ASSIGNMENT = Lines from the records below that contain the word "wins" are to be copied out.

MATERIALS PROVIDED =
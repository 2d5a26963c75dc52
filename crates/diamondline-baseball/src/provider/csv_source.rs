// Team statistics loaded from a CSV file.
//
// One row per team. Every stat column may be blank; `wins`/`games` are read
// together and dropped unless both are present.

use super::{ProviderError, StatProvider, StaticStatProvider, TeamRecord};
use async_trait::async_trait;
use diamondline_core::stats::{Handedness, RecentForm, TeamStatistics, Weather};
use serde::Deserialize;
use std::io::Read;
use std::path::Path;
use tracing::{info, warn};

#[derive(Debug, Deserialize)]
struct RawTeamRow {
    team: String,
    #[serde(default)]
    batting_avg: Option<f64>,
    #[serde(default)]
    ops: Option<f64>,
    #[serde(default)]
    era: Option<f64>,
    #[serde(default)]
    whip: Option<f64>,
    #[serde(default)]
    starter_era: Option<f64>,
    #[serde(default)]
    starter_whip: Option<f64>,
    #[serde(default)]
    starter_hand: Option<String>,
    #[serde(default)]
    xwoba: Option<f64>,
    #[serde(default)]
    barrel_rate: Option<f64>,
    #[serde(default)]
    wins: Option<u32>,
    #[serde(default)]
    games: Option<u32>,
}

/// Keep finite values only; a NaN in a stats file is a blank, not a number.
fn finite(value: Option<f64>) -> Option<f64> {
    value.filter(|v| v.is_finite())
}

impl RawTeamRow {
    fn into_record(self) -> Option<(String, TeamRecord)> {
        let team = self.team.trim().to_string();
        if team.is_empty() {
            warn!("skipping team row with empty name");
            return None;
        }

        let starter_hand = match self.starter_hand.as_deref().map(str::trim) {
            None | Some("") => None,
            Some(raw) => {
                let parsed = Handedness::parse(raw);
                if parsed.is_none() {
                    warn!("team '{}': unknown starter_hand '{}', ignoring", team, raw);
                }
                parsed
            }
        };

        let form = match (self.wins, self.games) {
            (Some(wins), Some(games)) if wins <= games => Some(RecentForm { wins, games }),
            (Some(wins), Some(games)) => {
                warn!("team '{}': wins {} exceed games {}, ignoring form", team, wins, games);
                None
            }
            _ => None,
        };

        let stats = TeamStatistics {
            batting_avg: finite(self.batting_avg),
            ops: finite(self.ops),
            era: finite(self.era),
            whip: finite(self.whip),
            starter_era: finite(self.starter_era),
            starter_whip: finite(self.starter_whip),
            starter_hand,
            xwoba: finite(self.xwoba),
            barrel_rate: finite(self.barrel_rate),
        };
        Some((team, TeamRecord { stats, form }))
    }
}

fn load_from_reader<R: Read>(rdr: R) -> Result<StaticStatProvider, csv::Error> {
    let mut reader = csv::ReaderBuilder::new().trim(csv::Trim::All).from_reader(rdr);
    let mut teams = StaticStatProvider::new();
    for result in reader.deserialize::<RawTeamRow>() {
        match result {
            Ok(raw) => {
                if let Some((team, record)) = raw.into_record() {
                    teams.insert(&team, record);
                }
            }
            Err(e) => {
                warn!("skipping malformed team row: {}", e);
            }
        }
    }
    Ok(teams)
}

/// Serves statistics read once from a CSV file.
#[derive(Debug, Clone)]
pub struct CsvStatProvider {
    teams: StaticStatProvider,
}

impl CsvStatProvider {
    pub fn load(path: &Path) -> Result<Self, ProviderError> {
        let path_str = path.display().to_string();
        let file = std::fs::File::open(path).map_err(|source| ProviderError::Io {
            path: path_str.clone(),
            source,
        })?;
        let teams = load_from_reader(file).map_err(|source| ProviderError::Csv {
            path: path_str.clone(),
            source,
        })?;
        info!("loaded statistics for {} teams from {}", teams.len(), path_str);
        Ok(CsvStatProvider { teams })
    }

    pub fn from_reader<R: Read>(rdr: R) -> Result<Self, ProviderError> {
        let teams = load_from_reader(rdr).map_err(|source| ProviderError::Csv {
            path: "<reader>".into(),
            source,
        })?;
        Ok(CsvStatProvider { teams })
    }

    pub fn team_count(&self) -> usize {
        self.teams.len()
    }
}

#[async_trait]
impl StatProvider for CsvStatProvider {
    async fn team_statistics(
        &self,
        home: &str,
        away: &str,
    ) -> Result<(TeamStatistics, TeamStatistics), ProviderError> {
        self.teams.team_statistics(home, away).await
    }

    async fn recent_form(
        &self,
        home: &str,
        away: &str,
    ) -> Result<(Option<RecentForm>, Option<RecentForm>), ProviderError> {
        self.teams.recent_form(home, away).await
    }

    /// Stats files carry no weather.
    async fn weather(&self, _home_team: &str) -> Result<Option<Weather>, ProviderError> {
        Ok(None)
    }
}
==
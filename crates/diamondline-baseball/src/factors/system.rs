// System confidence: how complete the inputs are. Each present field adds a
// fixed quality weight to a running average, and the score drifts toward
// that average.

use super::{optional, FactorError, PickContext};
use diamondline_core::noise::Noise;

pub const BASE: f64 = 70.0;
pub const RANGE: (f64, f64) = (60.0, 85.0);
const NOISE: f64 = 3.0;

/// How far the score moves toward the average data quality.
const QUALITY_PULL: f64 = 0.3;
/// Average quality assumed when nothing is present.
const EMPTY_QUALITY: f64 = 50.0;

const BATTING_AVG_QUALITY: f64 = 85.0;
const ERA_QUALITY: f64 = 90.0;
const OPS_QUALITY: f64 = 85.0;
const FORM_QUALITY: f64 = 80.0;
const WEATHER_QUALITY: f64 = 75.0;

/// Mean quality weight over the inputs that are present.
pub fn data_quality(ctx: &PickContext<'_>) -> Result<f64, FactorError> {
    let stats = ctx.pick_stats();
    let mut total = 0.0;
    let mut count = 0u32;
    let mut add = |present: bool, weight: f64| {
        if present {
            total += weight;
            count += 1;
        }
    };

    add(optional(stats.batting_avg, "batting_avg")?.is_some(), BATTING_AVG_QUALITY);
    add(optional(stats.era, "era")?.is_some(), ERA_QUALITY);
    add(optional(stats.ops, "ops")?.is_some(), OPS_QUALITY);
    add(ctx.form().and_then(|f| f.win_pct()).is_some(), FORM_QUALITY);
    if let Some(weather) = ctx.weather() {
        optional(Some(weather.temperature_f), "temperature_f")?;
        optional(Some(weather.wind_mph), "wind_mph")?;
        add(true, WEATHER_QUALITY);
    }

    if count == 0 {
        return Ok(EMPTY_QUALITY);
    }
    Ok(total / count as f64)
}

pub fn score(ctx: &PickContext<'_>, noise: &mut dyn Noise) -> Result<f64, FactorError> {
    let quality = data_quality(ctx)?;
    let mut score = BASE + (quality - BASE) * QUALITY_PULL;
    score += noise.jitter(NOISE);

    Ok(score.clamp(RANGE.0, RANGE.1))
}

WRITTEN RESPONSE =
// One row per team. Every stat column may be blank; `wins`/`games` are read
    wins: Option<u32>,
        let form = match (self.wins, self.games) {
            (Some(wins), Some(games)) if wins <= games => Some(RecentForm { wins, games }),
            (Some(wins), Some(games)) => {
                warn!("team '{}': wins {} exceed games {}, ignoring form", team, wins, games);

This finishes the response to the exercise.